==== Available records

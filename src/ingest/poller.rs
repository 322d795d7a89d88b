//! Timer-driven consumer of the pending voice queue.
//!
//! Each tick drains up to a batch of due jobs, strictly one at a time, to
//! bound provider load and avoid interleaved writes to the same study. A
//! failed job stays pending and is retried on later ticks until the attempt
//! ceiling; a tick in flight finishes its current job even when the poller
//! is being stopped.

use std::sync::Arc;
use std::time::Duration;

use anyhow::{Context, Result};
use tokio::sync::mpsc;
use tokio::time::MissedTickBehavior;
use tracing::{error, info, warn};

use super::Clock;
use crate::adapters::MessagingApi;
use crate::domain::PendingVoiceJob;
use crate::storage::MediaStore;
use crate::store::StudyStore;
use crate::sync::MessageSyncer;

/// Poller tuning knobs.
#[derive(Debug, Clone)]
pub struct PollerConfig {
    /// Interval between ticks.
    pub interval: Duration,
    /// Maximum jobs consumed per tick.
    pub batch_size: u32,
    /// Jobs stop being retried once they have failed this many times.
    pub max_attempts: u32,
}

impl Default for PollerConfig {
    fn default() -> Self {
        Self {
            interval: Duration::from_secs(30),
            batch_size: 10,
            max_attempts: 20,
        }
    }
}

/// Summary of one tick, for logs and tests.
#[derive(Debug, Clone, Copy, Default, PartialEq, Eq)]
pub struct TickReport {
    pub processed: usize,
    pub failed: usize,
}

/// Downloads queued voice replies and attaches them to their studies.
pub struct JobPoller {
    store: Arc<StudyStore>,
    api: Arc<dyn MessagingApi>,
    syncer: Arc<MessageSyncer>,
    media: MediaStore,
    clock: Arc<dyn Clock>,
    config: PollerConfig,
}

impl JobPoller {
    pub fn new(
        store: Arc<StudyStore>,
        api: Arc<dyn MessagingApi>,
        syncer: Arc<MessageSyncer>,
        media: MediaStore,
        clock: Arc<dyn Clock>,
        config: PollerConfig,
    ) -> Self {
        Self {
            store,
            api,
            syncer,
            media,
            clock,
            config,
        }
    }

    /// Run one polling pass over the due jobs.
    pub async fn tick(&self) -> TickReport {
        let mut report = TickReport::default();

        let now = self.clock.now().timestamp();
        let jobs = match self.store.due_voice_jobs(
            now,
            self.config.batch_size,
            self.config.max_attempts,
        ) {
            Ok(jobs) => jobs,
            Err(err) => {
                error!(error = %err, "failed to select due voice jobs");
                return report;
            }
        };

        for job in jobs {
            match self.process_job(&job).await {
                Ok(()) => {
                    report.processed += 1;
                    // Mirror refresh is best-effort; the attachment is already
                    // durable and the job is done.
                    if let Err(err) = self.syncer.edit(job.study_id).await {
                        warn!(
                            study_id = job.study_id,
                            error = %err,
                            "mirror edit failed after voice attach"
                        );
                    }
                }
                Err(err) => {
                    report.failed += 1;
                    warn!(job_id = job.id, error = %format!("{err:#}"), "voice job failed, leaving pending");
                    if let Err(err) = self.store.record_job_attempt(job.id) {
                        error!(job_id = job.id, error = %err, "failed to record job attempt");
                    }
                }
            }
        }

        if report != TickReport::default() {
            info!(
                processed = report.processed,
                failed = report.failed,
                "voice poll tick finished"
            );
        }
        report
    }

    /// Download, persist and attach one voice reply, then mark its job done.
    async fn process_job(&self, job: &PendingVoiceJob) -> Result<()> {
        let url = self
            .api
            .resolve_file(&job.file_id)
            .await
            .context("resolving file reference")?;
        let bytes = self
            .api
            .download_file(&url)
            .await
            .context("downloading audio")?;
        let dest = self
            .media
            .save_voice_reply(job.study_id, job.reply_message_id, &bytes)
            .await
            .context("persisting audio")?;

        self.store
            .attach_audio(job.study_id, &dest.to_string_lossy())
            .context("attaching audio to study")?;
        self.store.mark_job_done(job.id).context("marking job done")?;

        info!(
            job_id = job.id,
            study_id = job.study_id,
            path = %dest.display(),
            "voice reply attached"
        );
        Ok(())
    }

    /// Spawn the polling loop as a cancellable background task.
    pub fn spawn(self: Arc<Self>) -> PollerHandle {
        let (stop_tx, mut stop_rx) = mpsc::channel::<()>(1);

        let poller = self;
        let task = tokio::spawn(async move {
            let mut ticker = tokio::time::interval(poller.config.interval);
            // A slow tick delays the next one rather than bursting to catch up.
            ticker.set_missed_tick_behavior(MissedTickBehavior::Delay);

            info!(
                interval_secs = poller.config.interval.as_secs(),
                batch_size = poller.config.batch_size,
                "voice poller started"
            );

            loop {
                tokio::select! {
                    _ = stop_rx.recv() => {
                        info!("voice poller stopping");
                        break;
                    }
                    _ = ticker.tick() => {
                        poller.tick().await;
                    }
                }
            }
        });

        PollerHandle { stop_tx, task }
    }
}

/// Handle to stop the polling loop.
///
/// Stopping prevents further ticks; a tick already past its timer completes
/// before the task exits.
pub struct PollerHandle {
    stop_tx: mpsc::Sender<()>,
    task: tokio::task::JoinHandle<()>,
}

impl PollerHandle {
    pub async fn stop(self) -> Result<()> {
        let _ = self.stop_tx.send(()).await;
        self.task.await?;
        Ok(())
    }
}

========

The answer must be a single number: how many lines of the entries contain "Debug".

→ **Task output**
2